In our case series, we observed a high stone clearance rate, which would be unlikely to occur with just a single endourologic session. Our complication rates were acceptable, and only two patients needed an auxiliary RIRS to clear residual fragments. IONL greatly helped us achieve this low SFR by removing small stone fragments that were entrapped in deep calyces and were not palpable during surgery. Furthermore, viewing OSS as indicating or implying failure may lead to a strong bias against it, resulting in the OSS option being overlooked, withheld, or delayed, which could harm these rural patients without access to advanced urology facilities.
Therefore, although the role of OSS is very limited in today’s context, even for complex stones, some specific situations still require an OSS based on patient preference or complexity. Our technique has the potential to reduce the morbidity associated with OSS significantly and, at the same time, improve the SFR in a single session.
The main shortcomings of our study are its retrospective nature, small sample size, and the selection of patients based solely on clinical decisions. As a non-randomised retrospective study, there may be over- or underestimation of the observed associations (confounding bias) as well as selection bias. Secondly, as the samples are taken from an extended period, they may not accurately reflect current medical practice (Temporal bias). Additionally, we did not perform any pre- or postoperative radionuclide scans to assess renal function; consequently, we missed information regarding the potential impact of OSS on renal function, especially in lower calycotomy cases. In addition, beyond the third month, follow-up primarily relied on renal ultrasound, which is less sensitive than CT; thus, several recurrences may have been missed.
Conclusion
Endourologic approaches are regarded as superior to OSS based on current evidence and guidelines in all aspects, including CSB. However, OSS remains an important option, especially in rural, resource-limited settings, for a carefully selected group of patients. It is also a patient’s right to be informed that OSS still remains a valid option for CSB. Although more invasive, OSS offers a high single-stage stone clearance rate and shorter operating times. Our technique improves exposure, reduces operating duration, increases the likelihood of single-session SFR, and decreases the risk of renal parenchymal damage compared to the standard flak approach.
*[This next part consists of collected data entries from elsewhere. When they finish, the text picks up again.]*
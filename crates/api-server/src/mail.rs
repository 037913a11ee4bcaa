//! JSON API over the Gmail client, scoped to the caller's session

use axum::extract::{Json, Path, Query, State};
use gmail::{normalize, DraftSummary, EmailDetail, EmailSummary, GmailError};
use gmail::types::{Label, Profile};
use oauth::SessionView;
use serde::Deserialize;
use serde_json::{json, Value};
use tracing::{error, warn};

use crate::auth::AuthSession;
use crate::error::ApiError;
use crate::extract::JsonBody;
use crate::state::AppState;

type ApiResult<T> = Result<Json<T>, ApiError>;

/// Maps a Gmail result to a response; a rejected token ends the session
async fn respond<T>(
    state: &AppState,
    session: &SessionView,
    result: Result<T, GmailError>,
) -> ApiResult<T> {
    match result {
        Ok(value) => Ok(Json(value)),
        Err(GmailError::Unauthorized) => {
            warn!("Gmail rejected the session token, clearing session");
            state.sessions.clear(&session.session_id).await;
            Err(GmailError::Unauthorized.into())
        }
        Err(e) => {
            error!("Gmail request failed: {}", e);
            Err(e.into())
        }
    }
}

fn success() -> Value {
    json!({ "success": true })
}

#[derive(Debug, Default, Deserialize)]
pub struct ListQuery {
    /// inbox, sent, drafts, spam, trash, starred, important or a label id
    pub category: Option<String>,
    /// Comma separated label ids, used when no category is given
    pub labels: Option<String>,
    pub max_results: Option<u32>,
}

impl ListQuery {
    fn label_ids(&self) -> Vec<String> {
        self.labels
            .as_deref()
            .unwrap_or_default()
            .split(',')
            .map(str::trim)
            .filter(|l| !l.is_empty())
            .map(String::from)
            .collect()
    }
}

pub async fn list_emails(
    State(state): State<AppState>,
    AuthSession(session): AuthSession,
    Query(query): Query<ListQuery>,
) -> ApiResult<Vec<EmailSummary>> {
    let max = query
        .max_results
        .unwrap_or(state.config.gmail.default_max_results);
    let gmail = state.gmail(&session.access_token);

    let result = match &query.category {
        Some(category) => gmail.emails_by_category(category, max).await,
        None => gmail.fetch_emails(max, &query.label_ids()).await,
    };
    respond(&state, &session, result).await
}

pub async fn get_email(
    State(state): State<AppState>,
    AuthSession(session): AuthSession,
    Path(id): Path<String>,
) -> ApiResult<EmailDetail> {
    let result = state.gmail(&session.access_token).get_email_details(&id).await;
    respond(&state, &session, result).await
}

#[derive(Debug, Default, Deserialize)]
pub struct ComposeRequest {
    #[serde(default)]
    pub to: String,
    #[serde(default)]
    pub subject: String,
    #[serde(default)]
    pub body: String,
}

impl ComposeRequest {
    fn validate(&self) -> Result<(), ApiError> {
        if self.to.trim().is_empty() {
            return Err(ApiError::BadRequest("Recipient is required".to_string()));
        }
        Ok(())
    }
}

pub async fn send_email(
    State(state): State<AppState>,
    AuthSession(session): AuthSession,
    JsonBody(request): JsonBody<ComposeRequest>,
) -> ApiResult<Value> {
    request.validate()?;
    let result = state
        .gmail(&session.access_token)
        .send_email(&request.to, &request.subject, &request.body)
        .await
        .map(|m| json!({ "id": m.id, "threadId": m.thread_id }));
    respond(&state, &session, result).await
}

pub async fn trash_email(
    State(state): State<AppState>,
    AuthSession(session): AuthSession,
    Path(id): Path<String>,
) -> ApiResult<EmailSummary> {
    let result = state.gmail(&session.access_token).trash_email(&id).await;
    respond(&state, &session, result.map(|m| normalize::summarize(&m))).await
}

pub async fn untrash_email(
    State(state): State<AppState>,
    AuthSession(session): AuthSession,
    Path(id): Path<String>,
) -> ApiResult<EmailSummary> {
    let result = state.gmail(&session.access_token).untrash_email(&id).await;
    respond(&state, &session, result.map(|m| normalize::summarize(&m))).await
}

pub async fn delete_email(
    State(state): State<AppState>,
    AuthSession(session): AuthSession,
    Path(id): Path<String>,
) -> ApiResult<Value> {
    let result = state.gmail(&session.access_token).delete_email(&id).await;
    respond(&state, &session, result.map(|_| success())).await
}

/// Body of the flag toggles; an empty object sets the flag
#[derive(Debug, Deserialize)]
pub struct FlagRequest {
    #[serde(default = "default_flag")]
    pub value: bool,
}

fn default_flag() -> bool {
    true
}

impl Default for FlagRequest {
    fn default() -> Self {
        Self {
            value: default_flag(),
        }
    }
}

pub async fn mark_read(
    State(state): State<AppState>,
    AuthSession(session): AuthSession,
    Path(id): Path<String>,
    JsonBody(flag): JsonBody<FlagRequest>,
) -> ApiResult<EmailSummary> {
    let result = state.gmail(&session.access_token).mark_as_read(&id, flag.value).await;
    respond(&state, &session, result.map(|m| normalize::summarize(&m))).await
}

pub async fn set_starred(
    State(state): State<AppState>,
    AuthSession(session): AuthSession,
    Path(id): Path<String>,
    JsonBody(flag): JsonBody<FlagRequest>,
) -> ApiResult<EmailSummary> {
    let result = state.gmail(&session.access_token).set_starred(&id, flag.value).await;
    respond(&state, &session, result.map(|m| normalize::summarize(&m))).await
}

pub async fn set_important(
    State(state): State<AppState>,
    AuthSession(session): AuthSession,
    Path(id): Path<String>,
    JsonBody(flag): JsonBody<FlagRequest>,
) -> ApiResult<EmailSummary> {
    let result = state.gmail(&session.access_token).set_important(&id, flag.value).await;
    respond(&state, &session, result.map(|m| normalize::summarize(&m))).await
}

pub async fn archive_email(
    State(state): State<AppState>,
    AuthSession(session): AuthSession,
    Path(id): Path<String>,
) -> ApiResult<EmailSummary> {
    let result = state.gmail(&session.access_token).archive_email(&id).await;
    respond(&state, &session, result.map(|m| normalize::summarize(&m))).await
}

pub async fn move_to_inbox(
    State(state): State<AppState>,
    AuthSession(session): AuthSession,
    Path(id): Path<String>,
) -> ApiResult<EmailSummary> {
    let result = state.gmail(&session.access_token).move_to_inbox(&id).await;
    respond(&state, &session, result.map(|m| normalize::summarize(&m))).await
}

pub async fn labels(
    State(state): State<AppState>,
    AuthSession(session): AuthSession,
) -> ApiResult<Vec<Label>> {
    let result = state.gmail(&session.access_token).labels().await;
    respond(&state, &session, result).await
}

pub async fn profile(
    State(state): State<AppState>,
    AuthSession(session): AuthSession,
) -> ApiResult<Profile> {
    let result = state.gmail(&session.access_token).profile().await;
    respond(&state, &session, result).await
}

pub async fn inbox_count(
    State(state): State<AppState>,
    AuthSession(session): AuthSession,
) -> ApiResult<Value> {
    let result = state
        .gmail(&session.access_token)
        .inbox_count()
        .await
        .map(|count| json!({ "count": count }));
    respond(&state, &session, result).await
}

#[derive(Debug, Default, Deserialize)]
pub struct DraftsQuery {
    pub max_results: Option<u32>,
}

pub async fn list_drafts(
    State(state): State<AppState>,
    AuthSession(session): AuthSession,
    Query(query): Query<DraftsQuery>,
) -> ApiResult<Vec<DraftSummary>> {
    let max = query
        .max_results
        .unwrap_or(state.config.gmail.default_max_results);
    let result = state.gmail(&session.access_token).list_drafts(max).await;
    respond(&state, &session, result).await
}

pub async fn create_draft(
    State(state): State<AppState>,
    AuthSession(session): AuthSession,
    JsonBody(request): JsonBody<ComposeRequest>,
) -> ApiResult<Value> {
    request.validate()?;
    let result = state
        .gmail(&session.access_token)
        .create_draft(&request.to, &request.subject, &request.body)
        .await
        .map(|d| json!({ "id": d.id }));
    respond(&state, &session, result).await
}

pub async fn delete_draft(
    State(state): State<AppState>,
    AuthSession(session): AuthSession,
    Path(id): Path<String>,
) -> ApiResult<Value> {
    let result = state.gmail(&session.access_token).delete_draft(&id).await;
    respond(&state, &session, result.map(|_| success())).await
}

pub async fn send_draft(
    State(state): State<AppState>,
    AuthSession(session): AuthSession,
    Path(id): Path<String>,
) -> ApiResult<Value> {
    let result = state
        .gmail(&session.access_token)
        .send_draft(&id)
        .await
        .map(|m| json!({ "id": m.id, "threadId": m.thread_id }));
    respond(&state, &session, result).await
}
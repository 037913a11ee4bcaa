//! Minimal `Cookie` / `Set-Cookie` handling for the two cookies the server uses

use axum::http::{header, HeaderMap, HeaderValue};

/// Value of cookie `name` from the request's `Cookie` headers
pub fn get(headers: &HeaderMap, name: &str) -> Option<String> {
    headers
        .get_all(header::COOKIE)
        .iter()
        .filter_map(|v| v.to_str().ok())
        .flat_map(|v| v.split(';'))
        .filter_map(|pair| pair.trim().split_once('='))
        .find(|(k, _)| *k == name)
        .map(|(_, v)| v.to_string())
        .filter(|v| !v.is_empty())
}

/// A browser-session cookie: no expiry, so it ends when the browser closes
pub fn session(name: &str, value: &str) -> HeaderValue {
    cookie_header(format!("{name}={value}; Path=/; SameSite=Lax; HttpOnly"))
}

/// A cookie that lives for `max_age` seconds
pub fn short_lived(name: &str, value: &str, max_age: i64) -> HeaderValue {
    cookie_header(format!(
        "{name}={value}; Path=/; Max-Age={max_age}; SameSite=Lax; HttpOnly"
    ))
}

pub fn delete(name: &str) -> HeaderValue {
    cookie_header(format!(
        "{name}=; Path=/; Expires=Thu, 01 Jan 1970 00:00:00 GMT; Max-Age=0"
    ))
}

fn cookie_header(value: String) -> HeaderValue {
    // Names come from config and values are base64url ids, so this only
    // fails on a misconfigured cookie name
    HeaderValue::from_str(&value).unwrap_or_else(|_| HeaderValue::from_static(""))
}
Artificial Intelligence (AI)
AI was not used in the research and manuscript development.
Institutional Review Board Approval
Although this is a retrospective study of human subjects who have already undergone surgical treatment and followed standard national and international guidelines, an institutional review board (IRB) approval was obtained from the Ethics Committee at Zion Hospital, Nagaland, India, before data collection. We strictly adhered to the principles outlined in the Declaration of Helsinki for studies involving human subjects.
Disclosure
The authors declare no conflicts of interest in this work.